通所介護の新加算、「認知症加算」については、「認知症介護指導者研修」、「認知症介護実践リー ダー研修」、「認知症介護実践者研修」のいずれかの修了者がサービス提供時間を通じて1名以上配置されていなければ加算算定できない。

つまりこの研修受講者が通所介護事業所に一人いたとしても、その職員が休みの日には加算算定ができなくなってしまう。そうであるがゆえに、この加算を算定する事業者は、複数の職員がこの研修を受講して、算定できない日がないようにしたいと考えるであろう。そのためまだ受講していない職員については、出来るだけ早くこの研修を受講させたいとして動いていることだろう。

このため今年度、上述した研修には、申込者が殺到すること必至で、いつから受講申し込みが開始されるのかということに気をもんでいる事業管理者が多いそうである。

国もうまいことをやったものだ。報酬減額を補う加算を算定するために、受講料収入が増えるわけであるのだから・・・。

研修を受講して学びの機会を得ることは決して悪いことではないので、それは否定されるべきではないのだろう。しかし果たしてそこで、認知症の理解に対する適切な講義や演習が行われているのかという検証作業は欠かせないし、受講料は適正価格であることを願うのである。

ところで以前にも指摘したが、認知症加算にしても、中重度者ケア体制加算にしても、体制要件だけに気を配るのではなく、その体制におけるサービス提供方法にも気を配らないと、加算算定事業者と同じサービスで単価が高いということになり、そのことが理由で逆に顧客離れが起きるということに注意が必要だ。加算算定事業者は、そういう意味で利用料が高い分、こうしたサービスを利用できますというアピールができるサービスメニューの提供が必須となろう。そうしなければ、「うちは同じサービスでも、加算しない分安く利用できます」って事業者に客は取られてしまう。

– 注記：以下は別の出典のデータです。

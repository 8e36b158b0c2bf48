//! Symbolic differentiation and simplification, backed by symbolica
//!
//! An [`Expr`] is printed into symbolica's input syntax with every symbol
//! renamed to an indexed placeholder (`s0`, `s1`, ...), normalized or
//! differentiated there, and the printed result is read back with [`parse`].
//! Symbolica's normal form already collects like terms, so `-k + k` comes back
//! as `0` and `x*x` as `x^2`.
//!
//! Symbolica only differentiates its built-ins (`exp log sin cos` and powers).
//! The rest of the vocabulary is rewritten in terms of those before
//! differentiating. `asin`, `acos` and `atan` have no such form: each call is
//! sent as an opaque symbol `a<k>` and contributes `dE/da_k * f'(g) * dg/dx`.

use symbolica::atom::{Atom, AtomCore};
use symbolica::{symbol, try_parse};
use tracing::debug;

use crate::error::ExpressionError;
use crate::expression::ast::{Expr, Func};
use crate::expression::parser::parse;

/// Placeholder for the symbol being differentiated; `symbol!("dvar")` below must match
const ACTIVE: &str = "dvar";

#[derive(Debug, Clone, Copy, PartialEq, Eq)]
enum Mode {
    Keep,    // functions pass through unchanged (simplify)
    Rewrite, // functions rewritten into symbolica built-ins (differentiate)
}

/// What [`ACTIVE`] stands for in one rendering
#[derive(Debug, Clone, Copy)]
enum Active<'a> {
    None,
    Symbol(&'a str),
    Opaque(usize),
}

/// Name table for one round trip through symbolica
struct Bridge<'a> {
    mode: Mode,
    active: Active<'a>,
    names: Vec<String>,        // s<i> stands for names[i]
    opaque: Vec<(Func, Expr)>, // a<k> stands for opaque[k].0(opaque[k].1)
}

impl<'a> Bridge<'a> {
    fn new(mode: Mode, active: Active<'a>) -> Self {
        Self {
            mode,
            active,
            names: Vec::new(),
            opaque: Vec::new(),
        }
    }

    fn symbol(&mut self, name: &str) -> String {
        if matches!(self.active, Active::Symbol(a) if a == name) {
            return ACTIVE.to_string();
        }
        let i = match self.names.iter().position(|n| n == name) {
            Some(i) => i,
            None => {
                self.names.push(name.to_string());
                self.names.len() - 1
            }
        };
        format!("s{i}")
    }

    fn opaque(&mut self, func: Func, arg: &Expr) -> String {
        let k = self.opaque.len();
        self.opaque.push((func, arg.clone()));
        if matches!(self.active, Active::Opaque(a) if a == k) {
            ACTIVE.to_string()
        } else {
            format!("a{k}")
        }
    }

    /// Fully parenthesized symbolica source for `expr`
    fn render(&mut self, expr: &Expr) -> Result<String, ExpressionError> {
        let source = match expr {
            Expr::Num(n) => number_source(*n)?,
            Expr::Var(v) => self.symbol(v),
            Expr::Neg(a) => format!("(-{})", self.render(a)?),
            Expr::Add(a, b) => format!("({}+{})", self.render(a)?, self.render(b)?),
            Expr::Sub(a, b) => format!("({}-{})", self.render(a)?, self.render(b)?),
            Expr::Mul(a, b) => format!("({}*{})", self.render(a)?, self.render(b)?),
            Expr::Div(a, b) => format!("({}/{})", self.render(a)?, self.render(b)?),
            Expr::Pow(a, b) => match a.as_ref() {
                Expr::Var(e) if e == "e" && self.mode == Mode::Rewrite => format!("exp({})", self.render(b)?),
                _ => format!("({}^{})", self.render(a)?, self.render(b)?),
            },
            Expr::Call(func, args) => self.render_call(*func, args)?,
        };
        Ok(source)
    }

    fn render_call(&mut self, func: Func, args: &[Expr]) -> Result<String, ExpressionError> {
        if self.mode == Mode::Keep {
            let mut rendered = Vec::with_capacity(args.len());
            for arg in args {
                rendered.push(self.render(arg)?);
            }
            let name = if func == Func::Ln { "log" } else { func.name() };
            return Ok(format!("{name}({})", rendered.join(",")));
        }

        let arg = args.first().ok_or_else(|| ExpressionError::Arity {
            name: func.name().to_string(),
            expected: func.arity(),
            found: 0,
        })?;
        match func {
            Func::Min | Func::Max => return Err(ExpressionError::NotDifferentiable(func.name().to_string())),
            Func::Asin | Func::Acos | Func::Atan => return Ok(self.opaque(func, arg)),
            _ => {}
        }

        let u = self.render(arg)?;
        let source = match func {
            Func::Ln => format!("log({u})"),
            Func::Log10 => format!("(log({u})/log(10))"),
            Func::Tan => format!("(sin({u})/cos({u}))"),
            Func::Sinh => format!("((exp({u})-exp(-{u}))/2)"),
            Func::Cosh => format!("((exp({u})+exp(-{u}))/2)"),
            Func::Tanh => format!("((exp({u})-exp(-{u}))/(exp({u})+exp(-{u})))"),
            Func::Sqrt => format!("({u}^(1/2))"),
            // d|u| = u u' / |u|
            Func::Abs => format!("(({u}^2)^(1/2))"),
            // sin, cos, exp are symbolica built-ins under the same names
            _ => format!("{}({u})", func.name()),
        };
        Ok(source)
    }

    /// Read a symbolica result back into an [`Expr`] over the original names
    fn read(&self, atom: &Atom) -> Result<Expr, ExpressionError> {
        let text = strip_namespaces(&atom.to_string());
        Ok(self.restore(parse(&text)?))
    }

    fn restore(&self, expr: Expr) -> Expr {
        match expr {
            Expr::Num(n) => Expr::Num(n),
            Expr::Var(name) => self.lookup(&name).unwrap_or(Expr::Var(name)),
            Expr::Neg(a) => Expr::neg(self.restore(*a)),
            Expr::Add(a, b) => Expr::add(self.restore(*a), self.restore(*b)),
            Expr::Sub(a, b) => Expr::sub(self.restore(*a), self.restore(*b)),
            Expr::Mul(a, b) => Expr::mul(self.restore(*a), self.restore(*b)),
            Expr::Div(a, b) => Expr::div(self.restore(*a), self.restore(*b)),
            Expr::Pow(a, b) => Expr::pow(self.restore(*a), self.restore(*b)),
            Expr::Call(f, args) => Expr::Call(f, args.into_iter().map(|a| self.restore(a)).collect()),
        }
    }

    fn lookup(&self, placeholder: &str) -> Option<Expr> {
        if placeholder == ACTIVE {
            return match self.active {
                Active::Symbol(name) => Some(Expr::var(name)),
                Active::Opaque(k) => self.opaque_call(k),
                Active::None => None,
            };
        }
        let index = |prefix: char| placeholder.strip_prefix(prefix).and_then(|i| i.parse::<usize>().ok());
        if let Some(i) = index('s') {
            return self.names.get(i).map(|n| Expr::var(n.clone()));
        }
        index('a').and_then(|k| self.opaque_call(k))
    }

    fn opaque_call(&self, k: usize) -> Option<Expr> {
        self.opaque.get(k).map(|(f, arg)| Expr::Call(*f, vec![arg.clone()]))
    }
}

/// Exact rational source for a float, e.g. `0.25` -> `(25/100)`
fn number_source(n: f64) -> Result<String, ExpressionError> {
    if !n.is_finite() {
        return Err(ExpressionError::Symbolic(format!("non-finite constant {n}")));
    }
    // f64 Display never uses exponent notation
    let digits = format!("{}", n.abs());
    let ratio = match digits.split_once('.') {
        Some((int, frac)) => {
            let numerator = format!("{int}{frac}");
            let numerator = numerator.trim_start_matches('0');
            let numerator = if numerator.is_empty() { "0" } else { numerator };
            format!("{numerator}/1{}", "0".repeat(frac.len()))
        }
        None => digits,
    };
    Ok(if n < 0.0 { format!("(-({ratio}))") } else { format!("({ratio})") })
}

/// Drop `namespace::` qualifiers symbolica may print in front of symbols
fn strip_namespaces(text: &str) -> String {
    let mut out = String::with_capacity(text.len());
    let mut ident_start = 0;
    let mut chars = text.chars().peekable();
    while let Some(c) = chars.next() {
        if c == ':' && chars.peek() == Some(&':') {
            chars.next();
            out.truncate(ident_start);
            continue;
        }
        out.push(c);
        if !(c.is_alphanumeric() || c == '_') {
            ident_start = out.len();
        }
    }
    out
}

fn load(source: &str) -> Result<Atom, ExpressionError> {
    try_parse!(source).map_err(|err| ExpressionError::Symbolic(err.to_string()))
}

/// f'(u) for the calls sent as opaque symbols
fn outer_derivative(func: Func, u: Expr) -> Expr {
    let one_minus_sq = Expr::sub(Expr::num(1.0), Expr::pow(u.clone(), Expr::num(2.0)));
    match func {
        Func::Asin => Expr::pow(one_minus_sq, Expr::num(-0.5)),
        Func::Acos => Expr::neg(Expr::pow(one_minus_sq, Expr::num(-0.5))),
        _ => Expr::div(Expr::num(1.0), Expr::add(Expr::num(1.0), Expr::pow(u, Expr::num(2.0)))),
    }
}

/// Symbolic derivative of `expr` with respect to `var`, simplified
pub fn differentiate(expr: &Expr, var: &str) -> Result<Expr, ExpressionError> {
    if !expr.depends_on(var) {
        return Ok(Expr::num(0.0));
    }

    // opaque calls held fixed
    let mut bridge = Bridge::new(Mode::Rewrite, Active::Symbol(var));
    let atom = load(&bridge.render(expr)?)?;
    let mut total = bridge.read(&atom.derivative(symbol!("dvar")))?;

    // chain rule through each opaque call that depends on `var`
    for (k, (func, arg)) in bridge.opaque.iter().enumerate() {
        if !arg.depends_on(var) {
            continue;
        }
        let mut wrt = Bridge::new(Mode::Rewrite, Active::Opaque(k));
        let atom = load(&wrt.render(expr)?)?;
        let partial = wrt.read(&atom.derivative(symbol!("dvar")))?;
        let inner = differentiate(arg, var)?;
        total = Expr::add(total, Expr::mul(Expr::mul(partial, outer_derivative(*func, arg.clone())), inner));
    }

    Ok(simplify(&total))
}

/// Normalize through symbolica. Anything it cannot take is returned unchanged.
pub fn simplify(expr: &Expr) -> Expr {
    let mut bridge = Bridge::new(Mode::Keep, Active::None);
    let result = bridge
        .render(expr)
        .and_then(|source| load(&source))
        .and_then(|atom| bridge.read(&atom));
    match result {
        Ok(simplified) => simplified,
        Err(err) => {
            debug!(%err, expr = %expr, "expression left unsimplified");
            expr.clone()
        }
    }
}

この二つの加算については、利用者要件を考えたとき、小規模通所介護事業者が加算算定事業者の大半を占めることになるのだろうと想像する。そうであれば来年度から、その事業者は定員18名以下にして地域密着型サービスになるか、定員を19名以上として都道府県指定事業者として残り、通常規模型の低い報酬を算定しながら、顧客数を増やすことで収益を確保するかという選択を迫られることになる。

後者の場合は大規模型報酬の算定ができる可能性が出てくるくらい顧客数が増えるのであれば、選択肢としてありだとは思うが、そうでないのであれば現在の小規模型通所介護費の費用を算定できる地域密着型サービスを選択すべきだと思う。

そのとき、職員に複数の研修受講者を配置して加算を算定してするか、職員は最低限の人数で抑え、研修受講者も特段配置することなく、加算算定を行わずに運営するかという選択もしなければならない。

僕は後者の選択もありだと思っている。加算にこだわると、配置する職員数も規程数より多く配置する必要があるし、研修を受講させる費用だって個人負担というわけにはいかず、事業所で負担して受講させるのだから、その費用も必要だ。

しかもせっかく研修受講させた職員が、ほかの事業者に引き抜かれないとも限らない。加算算定事業者が多い地域では、実際にそういうことが起こり得るだろうし、そのことで人件費の高騰も想定される。そうであれば定員が18人以下という地域密着型通所介護で、ほかに収益事業を持たない事業所が、通所介護事業だけで収益を出せるのかは非常に難しい問題である。

地域密着型に移行する通所介護事業者は、利用者が18名と限定されているだけに、出来るだけ少ない人員配置で、サービス提供日の全ての日に、定員いっぱいの18人利用の実現を図っていくことが必要とされるだろう。

そのためには二つの新加算を算定せず、サービスメニューは多様にという戦略もありだと思う。

もちろん要介護者の方々から選択されて、なおかつ最小限の人員配置でということになれば、それ相応の能力ある人材配置が必要で、その部分の人件費コストは必要なのだろうが、単に研修を受講したという経験だけの人員を配置基準以上に配置して、加算算定した経営を考えるより、少数精鋭の職員にコストをかけて運営する方が、職員の定着率も高まるし、後々の運営にもプラスになってくるのではないだろうか。

どちらを選択するのかは、地域事情も左右してくる問題であり、一概に言えるものではないが、2つの新加算に限って算定するかどうかを考えるならば、あえて加算事業所ではない選択肢もあり得るのだということを指摘しておきたい。